Nunca ha pasado en la historia de México que nos unamos sobre un mismo objetivo. Este divisionismo está en el seno de nuestra propia identidad y ese era el otro hilo conductor de la novela que quería explorar. Para serte franco, me quedo contento porque esta intención épica solo hubiera sido posible usando las herramientas de la imaginación en el siglo XXI, donde la historia ya puede ser desacralizada; ya la podemos tocar y criticar porque la hemos contado infinidad de veces e incluso ahora está en el discurso cinematográfico y audiovisual. Era hora de reimaginarla. Esta novela contra histórica es apta para todo público, excepto para los historiadores (ríe) que no creo que les caiga muy en gracia ciertas cosas.
—¿Por qué haces la narración a través de un registro y un estilo de las obras que nos han llegado de esa época?
—Mi intención era urdir el espacio tiempo de aquella época, es decir, llevar al lector a sentir subjetivamente qué habrían sentido los mexicas y los otros pueblos nahuas por haber sido invadidos por un enemigo que ellos consideraban bárbaros, de ninguna manera dioses. Quería que el lector del siglo XXI pudiera sentir lo que pudieron sentir ellos. No fue difícil de hacer porque me clavé más en el punto de vista de los vencidos en el sentido de Miguel León Portilla. Mis fuentes fueron más las de Tezozomoc en Crónica mexicana, la de los Informantes de Sahagún, la de los códices más recientes que se han descubierto. De una revisión mucho más de la cosmovisión indígena como los libros que editaron en el Fondo de Cultura Económica sobre Tezcatlipoca.

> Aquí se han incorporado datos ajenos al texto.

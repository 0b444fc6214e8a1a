#![forbid(unsafe_code)]

mod tracker;

pub use tracker::SessionTracker;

Ese es el otro secreto de la novela. Cambié de signo a partir de que Quetzalcóatl era un dios de luz, un dios de la paz, un dios armónico, pero cuando llegan los españoles en la trama hago un cambio de signo —como lo diría Carlos Fuentes— para que el dios rector fuera Tezcatlipoca, que es el hermano oscuro de Quetzalcóatl y es el dios del espejo humeante. En esa posibilidad, mi personaje Cuitláhuac se dedica a copiar, como en un espejo de obsidiana negro, todo lo que ve militarmente en los españoles. Aprende a usar la pólvora que era abundante en el Popocatépetl, empieza a usar, en esta alianza con los purépechas, el bronce para hacer espadas a la usanza de los españoles que usaban espadas de hierro y empieza a generar puntas de esos metales y tratar de hacer los barcos.
Al final, quienes construyeron los barcos fueron tlaxcaltecas y huejotzingas. Alrededor del Popocatépetl estaban las mejores maderas. Bastaba traer la brea de la zona de Tabasco para que terminaran de hacer esos barcos. Además en la alianza con los mayas se logra este poder naval que era el gran secreto de los españoles. Los mayas siempre fueron un pueblo naval. Tenían grandes canoas y surcaban el mar. Cuando empiezas a revisar todas estas fuentes indígenas te das cuenta que sí pudo haber sido posible. La mala fortuna está en que Cuitláhuac murió muy rápido, pero de haber vivido tres o cuatro meses más, estaríamos hablando de otra proporción de la guerra y de otra versión de la historia. Quizás al final los españoles se habrían impuesto irremediablemente, pero la guerra se habría prolongado por más décadas y habría sido menos letal para el pueblo mexicano.
—En ese mismo ejercicio de idear una realidad alternativa, ¿llegaste a replantearte cómo de haber tomado un rumbo parecido al que narras en dónde nos encontraríamos ahora?
—No sé si en Madrid habría pirámides en lugar de catedrales y se hablara náhuatl en las provincias de España. Lo que creo es que a la luz de los 500 años de la Conquista era necesaria la revisión histórica. No concuerdo con el reduccionismo histórico, es decir, que una estatua defina quiénes somos o que un juego de luces en el Zócalo opaque que a cien metros de esa pirámide de cartón esté cayendo el techo del Templo Mayor. Es incongruente. O que opaque que no haya dinero para la reparación de pirámides ni zonas arqueológicas ni dinero para investigadores que están descubriendo más hechos documentales y arqueológicos. Sin presupuesto no hay revisión histórica que valga. En dónde estaríamos. Creo que en una mayor comprensión. Nosotros como nación mexicana latinoamericana y España como nación europea.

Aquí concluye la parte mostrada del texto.